Mon, Aug 20, 2012 Philip

Yeah exactly. The power that xaml binding gives you can also lead you to the dark side if you're using them incorrectly or flippantly ;) You could also check the type of the targetType argument, and throw a suitable exception, to make sure that the xaml element using the converter uses a value of the same type that the converter returns. This would help in avoiding what you term a "binding blunder" from happening.

Thu, Aug 16, 2012 Peter Vogel Canada

Philip: That's EXCELLENT advice. One of the disadvantages of using converters is that it does spread the code around to places where it isn't...obvious...to the next developer (or even you in a few weeks).
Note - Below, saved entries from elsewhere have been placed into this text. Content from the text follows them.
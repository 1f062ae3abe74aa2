use axum::{
    http::StatusCode,
    response::{IntoResponse, Response},
    Json,
};
use sea_orm::error::DbErr;
use serde::{Deserialize, Serialize};
use std::time::Duration;

use crate::services::quality_checks::WorkflowStage;

fn current_request_id() -> Option<String> {
    crate::telemetry::current_request_id().map(|rid| rid.as_str().to_string())
}

/// Body returned for every failed request.
#[derive(Debug, Serialize, Deserialize)]
pub struct ErrorResponse {
    /// HTTP status category (e.g. "Bad Request")
    pub error: String,
    /// Human-readable error description
    pub message: String,
    #[serde(skip_serializing_if = "Option::is_none")]
    pub details: Option<String>,
    /// Workflow stage that failed, when the error came from the quality check workflow
    #[serde(skip_serializing_if = "Option::is_none")]
    pub stage: Option<WorkflowStage>,
    /// Set when a quality check was stored but its consequence did not apply
    #[serde(skip_serializing_if = "Option::is_none")]
    pub quality_check_id: Option<i32>,
    #[serde(skip_serializing_if = "Option::is_none")]
    pub request_id: Option<String>,
    pub timestamp: String,
}

#[derive(Debug, thiserror::Error)]
pub enum ServiceError {
    #[error("Database error: {0}")]
    DatabaseError(#[from] DbErr),

    #[error("Persistence error during {stage}: {source}")]
    Persistence {
        stage: WorkflowStage,
        #[source]
        source: DbErr,
    },

    #[error("Timed out after {after:?} during {stage}")]
    Timeout { stage: WorkflowStage, after: Duration },

    #[error("Quality check {quality_check_id} was recorded but {stage} failed: {reason}")]
    PartialWorkflowFailure {
        quality_check_id: i32,
        stage: WorkflowStage,
        reason: String,
    },

    #[error("Validation error: {0}")]
    ValidationError(String),

    #[error("Bad request: {0}")]
    BadRequest(String),

    #[error("Not found: {0}")]
    NotFound(String),

    #[error("Conflict: {0}")]
    Conflict(String),

    #[error("Invalid status: {0}")]
    InvalidStatus(String),

    #[error("Invalid operation: {0}")]
    InvalidOperation(String),

    #[error("Internal error: {0}")]
    InternalError(String),

    #[error("Other error: {0}")]
    Other(#[from] anyhow::Error),
}

impl From<validator::ValidationErrors> for ServiceError {
    fn from(err: validator::ValidationErrors) -> Self {
        ServiceError::ValidationError(err.to_string())
    }
}

impl ServiceError {
    /// Adapter for `map_err` that tags a store failure with the stage it happened in.
    pub fn persistence(stage: WorkflowStage) -> impl FnOnce(DbErr) -> Self {
        move |source| ServiceError::Persistence { stage, source }
    }

    /// The workflow stage this error is attributed to, if any.
    pub fn stage(&self) -> Option<WorkflowStage> {
        match self {
            Self::Persistence { stage, .. }
            | Self::Timeout { stage, .. }
            | Self::PartialWorkflowFailure { stage, .. } => Some(*stage),
            _ => None,
        }
    }

    /// Returns the HTTP status code for this error.
    pub fn status_code(&self) -> StatusCode {
        match self {
            Self::ValidationError(_)
            | Self::BadRequest(_)
            | Self::InvalidStatus(_)
            | Self::InvalidOperation(_) => StatusCode::BAD_REQUEST,
            Self::NotFound(_) => StatusCode::NOT_FOUND,
            Self::Conflict(_) => StatusCode::CONFLICT,
            Self::DatabaseError(_)
            | Self::Persistence { .. }
            | Self::Timeout { .. }
            | Self::PartialWorkflowFailure { .. }
            | Self::InternalError(_)
            | Self::Other(_) => StatusCode::INTERNAL_SERVER_ERROR,
        }
    }

    /// Message safe to put on the wire. Store errors keep SQL detail in the logs only.
    pub fn response_message(&self) -> String {
        match self {
            Self::DatabaseError(_) => "Database error".to_string(),
            Self::Persistence { stage, .. } => format!("Persistence error during {stage}"),
            Self::PartialWorkflowFailure {
                quality_check_id,
                stage,
                ..
            } => format!(
                "Quality check {quality_check_id} was recorded but {stage} failed; \
                 its downstream effect was not applied"
            ),
            Self::Other(_) => "Internal server error".to_string(),
            _ => self.to_string(),
        }
    }

    fn details(&self) -> Option<String> {
        match self {
            Self::PartialWorkflowFailure {
                quality_check_id, ..
            } => Some(format!(
                "retry with POST /api/v1/quality-checks/{quality_check_id}/reconcile"
            )),
            _ => None,
        }
    }
}

impl IntoResponse for ServiceError {
    fn into_response(self) -> Response {
        let status = self.status_code();

        if status.is_server_error() {
            tracing::error!(error = %self, stage = ?self.stage(), "request failed");
        } else {
            tracing::warn!(error = %self, "request rejected");
        }

        let quality_check_id = match &self {
            Self::PartialWorkflowFailure {
                quality_check_id, ..
            } => Some(*quality_check_id),
            _ => None,
        };

        let err = ErrorResponse {
            error: status.canonical_reason().unwrap_or("Error").to_string(),
            message: self.response_message(),
            details: self.details(),
            stage: self.stage(),
            quality_check_id,
            request_id: current_request_id(),
            timestamp: chrono::Utc::now().to_rfc3339(),
        };

        (status, Json(err)).into_response()
    }
}

#[cfg(test)]
mod tests {
    use super::*;
    use crate::telemetry::{scope_request_id, RequestId};
    use axum::body::to_bytes;

    #[tokio::test]
    async fn error_response_includes_request_id() {
        let response = scope_request_id(RequestId::new("req-123"), async {
            ServiceError::NotFound("missing".into()).into_response()
        })
        .await;
        assert_eq!(response.status(), StatusCode::NOT_FOUND);

        let body = to_bytes(response.into_body(), usize::MAX).await.unwrap();
        let payload: ErrorResponse = serde_json::from_slice(&body).unwrap();
        assert_eq!(payload.request_id.as_deref(), Some("req-123"));
        assert!(payload.stage.is_none());
    }

    #[tokio::test]
    async fn partial_failure_response_names_check_and_retry_route() {
        let response = ServiceError::PartialWorkflowFailure {
            quality_check_id: 42,
            stage: WorkflowStage::IssueReturn,
            reason: "UNIQUE constraint failed: returns.quality_check_id".into(),
        }
        .into_response();
        assert_eq!(response.status(), StatusCode::INTERNAL_SERVER_ERROR);

        let body = to_bytes(response.into_body(), usize::MAX).await.unwrap();
        let payload: ErrorResponse = serde_json::from_slice(&body).unwrap();
        assert_eq!(payload.quality_check_id, Some(42));
        assert_eq!(payload.stage, Some(WorkflowStage::IssueReturn));
        assert!(payload.message.contains("issue_return"));
        assert!(!payload.message.contains("UNIQUE"));
        assert_eq!(
            payload.details.as_deref(),
            Some("retry with POST /api/v1/quality-checks/42/reconcile")
        );
    }

    #[test]
    fn status_code_mapping() {
        assert_eq!(
            ServiceError::ValidationError("x".into()).status_code(),
            StatusCode::BAD_REQUEST
        );
        assert_eq!(
            ServiceError::InvalidStatus("x".into()).status_code(),
            StatusCode::BAD_REQUEST
        );
        assert_eq!(
            ServiceError::NotFound("x".into()).status_code(),
            StatusCode::NOT_FOUND
        );
        assert_eq!(
            ServiceError::Conflict("x".into()).status_code(),
            StatusCode::CONFLICT
        );
        assert_eq!(
            ServiceError::Timeout {
                stage: WorkflowStage::UpsertInventory,
                after: Duration::from_millis(5)
            }
            .status_code(),
            StatusCode::INTERNAL_SERVER_ERROR
        );
    }

    #[test]
    fn persistence_message_names_stage_but_hides_sql() {
        let err = ServiceError::persistence(WorkflowStage::ResolveProduct)(DbErr::Custom(
            "no such table: warehouse_product".into(),
        ));
        assert_eq!(err.stage(), Some(WorkflowStage::ResolveProduct));
        assert_eq!(
            err.response_message(),
            "Persistence error during resolve_product"
        );
        assert!(err.to_string().contains("no such table"));
    }

    #[test]
    fn database_error_message_is_generic() {
        let err = ServiceError::from(DbErr::Custom("connection refused".into()));
        assert_eq!(err.response_message(), "Database error");
        assert_eq!(err.stage(), None);
    }
}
Binding makes the problem worse by putting the connection between the user's actions and the code being run "in the XAML file...somewhere." You can't make logical errors in XAML but you still can make what I call "blunders"--binding an inappropriate item is the classic blunder, I think. So the kind of defensive programming you're recommending really is essential to good programming practice.

Sun, Aug 12, 2012 Philip

An important point I think is that the convert method should check the type of the value argument and throw a suitable ArgumentException if its the incorrect type. You should also cast the value argument to the correct type as working with object when its not the expected type is dangerous. if(!(value is Double)) throw new ArgumentException("Only double types supported", "value"); var val = (double)value; etc... If, in your example code, you accidentally bound a string value to the target which couldn't be converted to a number, the converter would fail and subsequently the entire binding fails quietly and no one is any the wiser. This can put you in line for hours of hairpulling while you try to find the reason for unexpected behavior in your UI. I think this is useful to know, along with how to set breakpoints on bindings and be able to inspect the values, for anyone new to working with bindings.